Why is Germany interested in a terrorist? German President Joachim Gauck and Foreign Minister Guido Westerwelle have written to their Indian counterparts seeking clemency for Bhullar.
Bhullar was convicted for the 1993 car bomb blast outside the Youth Congress office in the capital in which nine people were killed.
German President Gauck has written to President Pranab Mukherjee and he is the second German head of state to write letter on Bhullar. Following the rejection of Bhullar's mercy petition by the then President Pratibha Patil in May 2011, the then German President Christian Wulff had written to her against death sentence.
The reason for German interest lies in the origin of Bhullar's arrest. He was was arrested and deported from Germany.
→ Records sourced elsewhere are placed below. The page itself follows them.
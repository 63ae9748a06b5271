// Copyright (c) 2025 Jonathan Fontanez
// SPDX-License-Identifier: BUSL-1.1

//! TCP sink: streams raw frame bytes to a remote peer.
//!
//! The receiver must know the negotiated format; no framing is added.
//! With `reconnect=true` a failed send triggers one reconnect-and-retry
//! before the frame is counted as dropped.

use std::io::Write;
use std::net::TcpStream;
use std::sync::atomic::{AtomicBool, Ordering};
use std::sync::Arc;

use parking_lot::Mutex;

use crate::core::block::{Block, BlockCore, BlockParams, BlockState};
use crate::core::error::{PipelineError, Result};
use crate::core::frame::{PixelFormat, SharedFrame};
use crate::core::sink::{SinkBase, VideoSink};
use crate::register_block_type;

const DEFAULT_PORT: u16 = 9999;

struct TcpConn {
    host: Mutex<String>,
    port: Mutex<u16>,
    reconnect: AtomicBool,
    stream: Mutex<Option<TcpStream>>,
}

impl TcpConn {
    fn connect(&self) -> Result<()> {
        let address = format!("{}:{}", self.host.lock(), self.port.lock());
        let stream = TcpStream::connect(&address).map_err(|e| {
            PipelineError::ResourceUnavailable(format!("connect to {address} failed: {e}"))
        })?;

        if let Err(e) = stream.set_nodelay(true) {
            tracing::warn!("failed to set TCP_NODELAY: {e}");
        }

        tracing::info!("connected to {address}");
        *self.stream.lock() = Some(stream);
        Ok(())
    }

    fn disconnect(&self) {
        *self.stream.lock() = None;
    }

    fn send(&self, data: &[u8]) -> std::io::Result<()> {
        let mut guard = self.stream.lock();
        let stream = guard.as_mut().ok_or_else(|| {
            std::io::Error::new(std::io::ErrorKind::NotConnected, "no connection")
        })?;
        stream.write_all(data)
    }

    fn send_frame(&self, frame: &SharedFrame) -> Result<()> {
        if self.stream.lock().is_none() {
            if !self.reconnect.load(Ordering::Relaxed) {
                return Err(PipelineError::ResourceUnavailable(
                    "connection lost".into(),
                ));
            }
            self.connect()?;
        }

        if let Err(e) = self.send(frame.data()) {
            if !self.reconnect.load(Ordering::Relaxed) {
                self.disconnect();
                return Err(PipelineError::Io(e));
            }

            tracing::warn!("send failed ({e}), reconnecting");
            self.disconnect();
            self.connect()?;
            self.send(frame.data()).map_err(PipelineError::Io)?;
        }
        Ok(())
    }
}

/// Sink block forwarding raw frame bytes over a TCP connection.
///
/// Parameters: `queue_depth`, `blocking`, `host`, `port`, `reconnect`.
pub struct TcpSink {
    base: SinkBase,
    conn: Arc<TcpConn>,
}

impl TcpSink {
    pub fn new() -> Self {
        Self {
            base: SinkBase::new("TcpSink", "TcpSink"),
            conn: Arc::new(TcpConn {
                host: Mutex::new("127.0.0.1".to_string()),
                port: Mutex::new(DEFAULT_PORT),
                reconnect: AtomicBool::new(true),
                stream: Mutex::new(None),
            }),
        }
    }
}

impl Default for TcpSink {
    fn default() -> Self {
        Self::new()
    }
}

impl Block for TcpSink {
    fn core(&self) -> &BlockCore {
        self.base.core()
    }

    fn initialize(&self, _params: &BlockParams) -> Result<()> {
        self.core().check_can_initialize()?;
        self.base
            .apply_common_params()
            .map_err(|e| self.core().fail(e))?;

        let core = self.core();
        if let Some(host) = core.parameter("host") {
            if !host.is_empty() {
                *self.conn.host.lock() = host;
            }
        }

        if let Some(port) = core.parameter("port") {
            let port: u16 = match port.parse() {
                Ok(port) if port > 0 => port,
                _ => {
                    return Err(self.core().fail(PipelineError::InvalidArgument(format!(
                        "invalid port '{port}'"
                    ))))
                }
            };
            *self.conn.port.lock() = port;
        }

        if let Some(reconnect) = core.parameter("reconnect") {
            self.conn
                .reconnect
                .store(reconnect == "true" || reconnect == "1", Ordering::Relaxed);
        }

        self.core().set_state(BlockState::Initialized);
        tracing::info!(
            "[{}] initialized: {}:{}, reconnect={}",
            self.name(),
            self.conn.host.lock(),
            self.conn.port.lock(),
            self.conn.reconnect.load(Ordering::Relaxed)
        );
        Ok(())
    }

    fn start(&self) -> Result<()> {
        self.core().check_can_start()?;

        // Establish the connection before accepting frames.
        self.conn.connect().map_err(|e| self.core().fail(e))?;

        let conn = Arc::clone(&self.conn);
        self.base.start(Box::new(move |frame| conn.send_frame(frame)))
    }

    fn stop(&self) -> Result<()> {
        self.base.stop()?;
        self.conn.disconnect();
        Ok(())
    }

    fn shutdown(&self) -> Result<()> {
        self.base.reset()?;
        self.conn.disconnect();
        Ok(())
    }

    fn as_sink(&self) -> Option<&dyn VideoSink> {
        Some(self)
    }
}

impl VideoSink for TcpSink {
    fn sink_base(&self) -> &SinkBase {
        &self.base
    }

    fn supports_format(&self, _format: PixelFormat) -> bool {
        // Raw byte stream; the receiver interprets.
        true
    }

    fn supported_formats(&self) -> Vec<PixelFormat> {
        vec![
            PixelFormat::Rgb24,
            PixelFormat::Bgr24,
            PixelFormat::Rgba32,
            PixelFormat::Bgra32,
            PixelFormat::Yuv420p,
            PixelFormat::Nv12,
            PixelFormat::Nv21,
            PixelFormat::Yuyv,
            PixelFormat::Uyvy,
        ]
    }
}

register_block_type!("TcpSink", TcpSink);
Bhullar was arrested at Frankfurt airport in December 1994 for travelling on fake documents and Germany had deported him to India in January 1995.
Germany is against death sentence and has been campaigning for the abolition of the death penalty. Under German law, no one could be extradited or deported from Germany who might face death penalty in his own country.
Meanwhile, the Supreme Court has also agreed to examine a fresh plea seeking a stay on Bhullar's execution but turned down requests for immediate relief.
"We will see. We will list the matter for hearing," a three-judge bench headed by Chief Justice Altamas Kabir told the lawyers for Bhullar's wife Navneet Kaur early this week. She has sought an interim order fearing he could be hanged any time.
Last month, the court had dismissed Navneet's plea that her husband's punishment be commuted to a life term on the ground of an eight-year delay in disposing of his mercy application. She has filed a review plea against the April 12 order.
The Supreme Court had first dismissed Bhullar's appeal against the capital punishment in 2002 and a review petition the same year. The mercy plea before the President was filed in 2003 and rejected in 2011.